Methods and Materials

Study Design

We retrospectively collected clinical information from 39 consecutive patients with AQP4-IgG-positive NMOSD who were treated at the outpatient center of Tohoku University Hospital and agreed to participate in this study. All patients who were asked to participate in this study agreed to cooperate. The positivity of serum AQP4-IgG was checked by the microscopic live cell-based assay method using human M23-AQP4-expressing HEK293 cells, as previously done (25, 26). The patients were cross-sectionally studied for the severity of depression and fatigue between June and September in a single year. Depressive state was measured using the self-reported Quick Inventory of Depressive Symptomatology (QIDS-SR), and fatigue level was measured using the 14-item Chalder Fatigue Scale (CFS). Patients took the self-report sheets to their homes and submitted the filled sheets at the next hospital visit 1–2 months later.

Evaluated Variables

QIDS-SR is a scale for assessing the psychiatric depressive state in the last 7 days, which comprises nine self-reported questions with scores of 0–3 for each (i.e., scores of 0–27 in total). Higher scores indicated the higher likelihood of patients experiencing depression. Those with QIDS-SR scores ≥6/27 were considered to have depressive symptoms. In this study, all 39 patients answered all nine questionnaires.

CFS is a scale for assessing the chronic fatigue state, comprising 14 questions with scores of 1–4 for each (i.e., scores of 14–56 in total) (27).

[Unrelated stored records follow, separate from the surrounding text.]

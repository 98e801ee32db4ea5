use std::net::SocketAddr;
use std::sync::Arc;

use async_trait::async_trait;
use bytes::BytesMut;
#[cfg(test)]
use mockall::automock;
use tokio::net::UdpSocket;
use tracing::{trace, warn};

use crate::wire::Datagram;

/// Abstraction for putting one datagram on a UDP socket, introduced to facilitate
///  mocking the I/O part away for testing.
#[cfg_attr(test, automock)]
#[async_trait]
pub trait SendSocket: Send + Sync + 'static {
    /// Returns false on failure. Sends never block the caller beyond the socket's
    ///  own buffer handling, and a failure is never fatal - the segment concerned
    ///  simply stays pending.
    async fn send_datagram(&self, to: SocketAddr, buf: &[u8]) -> bool;

    fn local_addr(&self) -> SocketAddr;
}

#[async_trait]
impl SendSocket for Arc<UdpSocket> {
    async fn send_datagram(&self, to: SocketAddr, buf: &[u8]) -> bool {
        trace!("UDP socket: sending {} bytes to {:?}", buf.len(), to);

        match self.send_to(buf, to).await {
            Ok(_) => true,
            Err(e) => {
                warn!("error sending UDP datagram to {:?}: {}", to, e);
                false
            }
        }
    }

    fn local_addr(&self) -> SocketAddr {
        self.as_ref()
            .local_addr()
            .expect("UdpSocket should have an initialized local addr")
    }
}

/// Serializes datagrams and hands them to the socket.
#[derive(Clone)]
pub struct SendPipeline {
    socket: Arc<dyn SendSocket>,
}

impl SendPipeline {
    pub fn new(socket: Arc<dyn SendSocket>) -> SendPipeline {
        SendPipeline { socket }
    }

    pub fn local_addr(&self) -> SocketAddr {
        self.socket.local_addr()
    }

    /// Returns false if the datagram could not be sent; the caller decides whether
    ///  to leave the corresponding state pending for a retry.
    pub async fn send(&self, to: SocketAddr, datagram: &Datagram) -> bool {
        let mut buf = BytesMut::with_capacity(1100);
        datagram.ser(&mut buf);
        self.socket.send_datagram(to, &buf).await
    }
}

Higher scores indicated that the patient was more likely to experience chronic fatigue. Those with CFS scores ≥26/56 were considered to have chronic fatigue. In this study, one patient failed to respond to one of the 14 items of the CFS, and the score was not valid for the subsequent assessment. Consequently, valid CFS data were obtained from 38 of the 39 patients.

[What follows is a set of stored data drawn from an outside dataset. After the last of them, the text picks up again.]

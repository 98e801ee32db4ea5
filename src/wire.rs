use std::fmt::{Debug, Formatter};

use anyhow::{anyhow, bail};
use bytes::{Buf, BufMut, Bytes};
use bytes_varint::{VarIntSupport, VarIntSupportMut};
use num_enum::TryFromPrimitive;

use crate::node_id::NodeId;

/// Datagrams of any other version are dropped without further parsing.
pub const PROTOCOL_VERSION: u8 = 1;

#[derive(Debug, Clone, Copy, Eq, PartialEq, TryFromPrimitive)]
#[repr(u8)]
pub enum SegmentType {
    Hello = 0,
    Data = 1,
    Acknowledge = 2,
    Bye = 3,
    Abort = 4,
    Timeout = 5,
    Retransmit = 6,
}

/// One segment of a message in flight. `message_id` is scoped to the sending node;
///  `sequence` is 0 for unordered delivery and strictly positive for messages that
///  must pass through the receiver's resequencer.
#[derive(Clone, Eq, PartialEq)]
pub struct DataChunk {
    pub message_id: i32,
    pub message_size: i64,
    pub total_segments: u16,
    pub segment_number: u16,
    pub segment_offset: u32,
    pub sequence: u64,
    pub payload: Bytes,
}

impl Debug for DataChunk {
    fn fmt(&self, f: &mut Formatter<'_>) -> std::fmt::Result {
        write!(
            f,
            "DATA(#{} {}/{} @{} seq={} len={})",
            self.message_id,
            self.segment_number,
            self.total_segments,
            self.segment_offset,
            self.sequence,
            self.payload.len()
        )
    }
}

/// The tagged body of a datagram, decoded once at the header boundary and matched
///  exhaustively from there on.
#[derive(Clone, Eq, PartialEq)]
pub enum Segment {
    Hello { node_id: NodeId },
    Data(DataChunk),
    Acknowledge { message_id: i32 },
    Bye { node_id: NodeId },
    Abort { message_id: i32 },
    Timeout { message_id: i32 },
    Retransmit { message_id: i32, segments: Vec<u16> },
}

impl Debug for Segment {
    fn fmt(&self, f: &mut Formatter<'_>) -> std::fmt::Result {
        match self {
            Segment::Hello { node_id } => write!(f, "HELLO({:?})", node_id),
            Segment::Data(chunk) => write!(f, "{:?}", chunk),
            Segment::Acknowledge { message_id } => write!(f, "ACK(#{})", message_id),
            Segment::Bye { node_id } => write!(f, "BYE({:?})", node_id),
            Segment::Abort { message_id } => write!(f, "ABORT(#{})", message_id),
            Segment::Timeout { message_id } => write!(f, "TIMEOUT(#{})", message_id),
            Segment::Retransmit { message_id, segments } => {
                write!(f, "RETRANSMIT(#{}:{:?})", message_id, segments)
            }
        }
    }
}

impl Segment {
    fn segment_type(&self) -> SegmentType {
        match self {
            Segment::Hello { .. } => SegmentType::Hello,
            Segment::Data(_) => SegmentType::Data,
            Segment::Acknowledge { .. } => SegmentType::Acknowledge,
            Segment::Bye { .. } => SegmentType::Bye,
            Segment::Abort { .. } => SegmentType::Abort,
            Segment::Timeout { .. } => SegmentType::Timeout,
            Segment::Retransmit { .. } => SegmentType::Retransmit,
        }
    }
}

/// A full datagram: the common header plus the type-specific body.
#[derive(Clone, Eq, PartialEq)]
pub struct Datagram {
    pub sender: NodeId,
    pub recipient: NodeId,
    pub segment: Segment,
}

impl Debug for Datagram {
    fn fmt(&self, f: &mut Formatter<'_>) -> std::fmt::Result {
        write!(
            f,
            "DGRAM{{V{} {:?}->{:?} {:?}}}",
            PROTOCOL_VERSION, self.sender, self.recipient, self.segment
        )
    }
}

impl Datagram {
    pub fn new(sender: NodeId, recipient: NodeId, segment: Segment) -> Datagram {
        Datagram { sender, recipient, segment }
    }

    pub fn ser(&self, buf: &mut impl BufMut) {
        buf.put_u8(PROTOCOL_VERSION);
        buf.put_u8(self.segment.segment_type() as u8);
        self.sender.ser(buf);
        self.recipient.ser(buf);

        match &self.segment {
            Segment::Hello { node_id } | Segment::Bye { node_id } => {
                node_id.ser(buf);
            }
            Segment::Data(chunk) => {
                buf.put_i32(chunk.message_id);
                buf.put_i64(chunk.message_size);
                buf.put_u16(chunk.total_segments);
                buf.put_u16(chunk.segment_number);
                buf.put_u32(chunk.segment_offset);
                buf.put_u64(chunk.sequence);
                buf.put_slice(&chunk.payload);
            }
            Segment::Acknowledge { message_id }
            | Segment::Abort { message_id }
            | Segment::Timeout { message_id } => {
                buf.put_i32(*message_id);
            }
            Segment::Retransmit { message_id, segments } => {
                buf.put_i32(*message_id);
                buf.put_usize_varint(segments.len());
                for &segment_number in segments {
                    buf.put_u16(segment_number);
                }
            }
        }
    }

    pub fn deser(buf: &mut impl Buf) -> anyhow::Result<Datagram> {
        let version = buf.try_get_u8()?;
        if version != PROTOCOL_VERSION {
            bail!("unsupported protocol version {}", version);
        }

        let raw_type = buf.try_get_u8()?;
        let segment_type = SegmentType::try_from(raw_type)
            .map_err(|_| anyhow!("unknown segment type {}", raw_type))?;

        let sender = NodeId::try_deser(buf)?;
        let recipient = NodeId::try_deser(buf)?;

        let segment = match segment_type {
            SegmentType::Hello => Segment::Hello { node_id: NodeId::try_deser(buf)? },
            SegmentType::Bye => Segment::Bye { node_id: NodeId::try_deser(buf)? },
            SegmentType::Data => {
                let message_id = buf.try_get_i32()?;
                let message_size = buf.try_get_i64()?;
                let total_segments = buf.try_get_u16()?;
                let segment_number = buf.try_get_u16()?;
                let segment_offset = buf.try_get_u32()?;
                let sequence = buf.try_get_u64()?;
                let payload = buf.copy_to_bytes(buf.remaining());
                Segment::Data(DataChunk {
                    message_id,
                    message_size,
                    total_segments,
                    segment_number,
                    segment_offset,
                    sequence,
                    payload,
                })
            }
            SegmentType::Acknowledge => Segment::Acknowledge { message_id: buf.try_get_i32()? },
            SegmentType::Abort => Segment::Abort { message_id: buf.try_get_i32()? },
            SegmentType::Timeout => Segment::Timeout { message_id: buf.try_get_i32()? },
            SegmentType::Retransmit => {
                let message_id = buf.try_get_i32()?;
                let num_segments = buf.try_get_usize_varint()?;
                if num_segments > buf.remaining() / size_of::<u16>() {
                    bail!("retransmit segment list is truncated");
                }
                let mut segments = Vec::with_capacity(num_segments);
                for _ in 0..num_segments {
                    segments.push(buf.try_get_u16()?);
                }
                Segment::Retransmit { message_id, segments }
            }
        };

        Ok(Datagram { sender, recipient, segment })
    }
}

#[cfg(test)]
mod tests {
    use super::*;
    use bytes::BytesMut;
    use rstest::rstest;

    fn sender() -> NodeId {
        NodeId::from_raw(0xaaaa0000_00000000_00000000_00000001)
    }

    fn recipient() -> NodeId {
        NodeId::from_raw(0xbbbb0000_00000000_00000000_00000002)
    }

    #[rstest]
    #[case::hello(Segment::Hello { node_id: sender() })]
    #[case::bye(Segment::Bye { node_id: sender() })]
    #[case::ack(Segment::Acknowledge { message_id: 17 })]
    #[case::ack_negative(Segment::Acknowledge { message_id: -1 })]
    #[case::abort(Segment::Abort { message_id: 0 })]
    #[case::timeout(Segment::Timeout { message_id: i32::MAX })]
    #[case::retransmit_empty(Segment::Retransmit { message_id: 3, segments: vec![] })]
    #[case::retransmit(Segment::Retransmit { message_id: 3, segments: vec![0, 5, 1000] })]
    #[case::data_empty_payload(Segment::Data(DataChunk {
        message_id: 9, message_size: 0, total_segments: 0, segment_number: 0,
        segment_offset: 0, sequence: 0, payload: Bytes::new(),
    }))]
    #[case::data(Segment::Data(DataChunk {
        message_id: 42, message_size: 2600, total_segments: 3, segment_number: 2,
        segment_offset: 2048, sequence: 7, payload: Bytes::from_static(&[1, 2, 3, 4, 5]),
    }))]
    fn test_datagram_round_trip(#[case] segment: Segment) {
        let datagram = Datagram::new(sender(), recipient(), segment);

        let mut buf = BytesMut::new();
        datagram.ser(&mut buf);

        let mut b: &[u8] = buf.as_ref();
        let deser = Datagram::deser(&mut b).unwrap();
        assert!(b.is_empty());
        assert_eq!(datagram, deser);
    }

    #[test]
    fn test_deser_rejects_wrong_protocol_version() {
        let datagram = Datagram::new(sender(), recipient(), Segment::Acknowledge { message_id: 1 });
        let mut buf = BytesMut::new();
        datagram.ser(&mut buf);
        buf[0] = PROTOCOL_VERSION + 1;

        let mut b: &[u8] = buf.as_ref();
        assert!(Datagram::deser(&mut b).is_err());
    }

    #[test]
    fn test_deser_rejects_unknown_segment_type() {
        let datagram = Datagram::new(sender(), recipient(), Segment::Acknowledge { message_id: 1 });
        let mut buf = BytesMut::new();
        datagram.ser(&mut buf);
        buf[1] = 7;

        let mut b: &[u8] = buf.as_ref();
        assert!(Datagram::deser(&mut b).is_err());
    }

    #[rstest]
    #[case::empty(0)]
    #[case::header_only(2)]
    #[case::mid_node_id(10)]
    #[case::mid_body(36)]
    fn test_deser_rejects_truncated_datagram(#[case] len: usize) {
        let datagram = Datagram::new(sender(), recipient(), Segment::Timeout { message_id: 1 });
        let mut buf = BytesMut::new();
        datagram.ser(&mut buf);

        let mut b: &[u8] = &buf.as_ref()[..len];
        assert!(Datagram::deser(&mut b).is_err());
    }

    #[test]
    fn test_deser_rejects_truncated_retransmit_list() {
        let datagram = Datagram::new(
            sender(),
            recipient(),
            Segment::Retransmit { message_id: 1, segments: vec![1, 2, 3] },
        );
        let mut buf = BytesMut::new();
        datagram.ser(&mut buf);

        // cut off the last segment number
        let mut b: &[u8] = &buf.as_ref()[..buf.len() - 2];
        assert!(Datagram::deser(&mut b).is_err());
    }

    #[test]
    fn test_data_payload_is_datagram_remainder() {
        let chunk = DataChunk {
            message_id: 1,
            message_size: 4,
            total_segments: 1,
            segment_number: 0,
            segment_offset: 0,
            sequence: 0,
            payload: Bytes::from_static(b"abcd"),
        };
        let datagram = Datagram::new(sender(), recipient(), Segment::Data(chunk));

        let mut buf = BytesMut::new();
        datagram.ser(&mut buf);
        // header 34 bytes + fixed data fields 28 bytes + payload
        assert_eq!(buf.len(), 34 + 28 + 4);
    }
}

To study the possible effects of relapse prevention therapies on these insidious symptoms, we also collected the following treatment-related information at the time of assessment: duration of the oral PSL administration (in months), the present oral PSL dosage (mg/day), the cumulative total amount of previously administered oral PSL (mg), total number of previously administered steroid pulse therapy (times), and the existence of other co-administered immunosuppressants such as azathioprine or eculizumab. All these treatment-related variables were evaluated for correlation with each of the studied insidious symptoms (i.e., depressive state and fatigue). Furthermore, the following baseline data of these 39 patients were also studied: age, sex, body weight, disease duration, previous numbers of attacks, Kurtzke Expanded Disability Status Scale score, level of gait disturbance, and the number of eyes (0–2) with legal blindness (i.e., decimal corrected visual acuity <0.1). The level of gait disturbance was categorized into the following five levels: 0 (none), 1 (mild; no disturbance in daily living), 2 (moderate; can walk but having disturbance in daily living), 3 (severe; wheelchair bound), and 4 (bedridden). As several typical cerebral lesions may accompany in nearly half of the patients with NMOSD (28–30), the presence of cerebral T2/FLAIR high-intensity lesions in the brain MRI at the time of assessment was also evaluated.

Statistical Analysis

As for the descriptive statistics of the demographic and clinical data of the enrolled patients, quantitative variables with supposedly normal distribution were described with the mean and standard deviation (SD). Quantitative variables with non-normal distribution were described with median and interquartile range (IQR; 25–75 percentiles). Spearman's correlation coefficient (Spearman's rho) was calculated between the insidious symptoms and the studied treatment-related variables. P < 0.05 were considered statistically significant. The statistical analyses in this study were performed using SPSS Statistics Base 22 software (IBM) and MATLAB R2015a (MathWorks).

Ethics

This study was approved by the Institutional Review Board of the Tohoku University School of Medicine and Tohoku University Hospital. This research was conducted in accordance with the Helsinki Declaration as revised in 2013. Each patient provided written informed consent before participating in this study.

Results

Patient Backgrounds

Demographic and clinical features of the enrolled 39 patients are listed in Table 1. As for the distributions of the QIDS-SR and CFS, no fewer than 23 (59.0%) of the 39 patients showed more than a weak depressive state (i.e., QIDS-SR ≥ 6/27), whereas 29 (76.3%) of the 38 patients with valid CFS data showed abnormally high CFS scores (i.e., CFS ≥ 26/56). Ten of the 39 patients (25.6%) were co-administered immunosuppressants (9 with azathioprine and 1 with eculizumab) other than oral PSL. Three of the 39 patients were not treated with any relapse prevention therapies during the assessment period because they decided against using any of the treatments even with relapsing clinical courses, after being well-explained and understanding the risk of not using the therapies. The mean ± SD of the body weight was 55.6 ± 9.1 kg, and the oral PSL daily dose adjusted by body weight was 0.151 ± 0.083 mg/kg/day.

TABLE 1

Table 1. Demographic and clinical features of the enrolled 39 patients with AQP4-IgG-positive NMOSD.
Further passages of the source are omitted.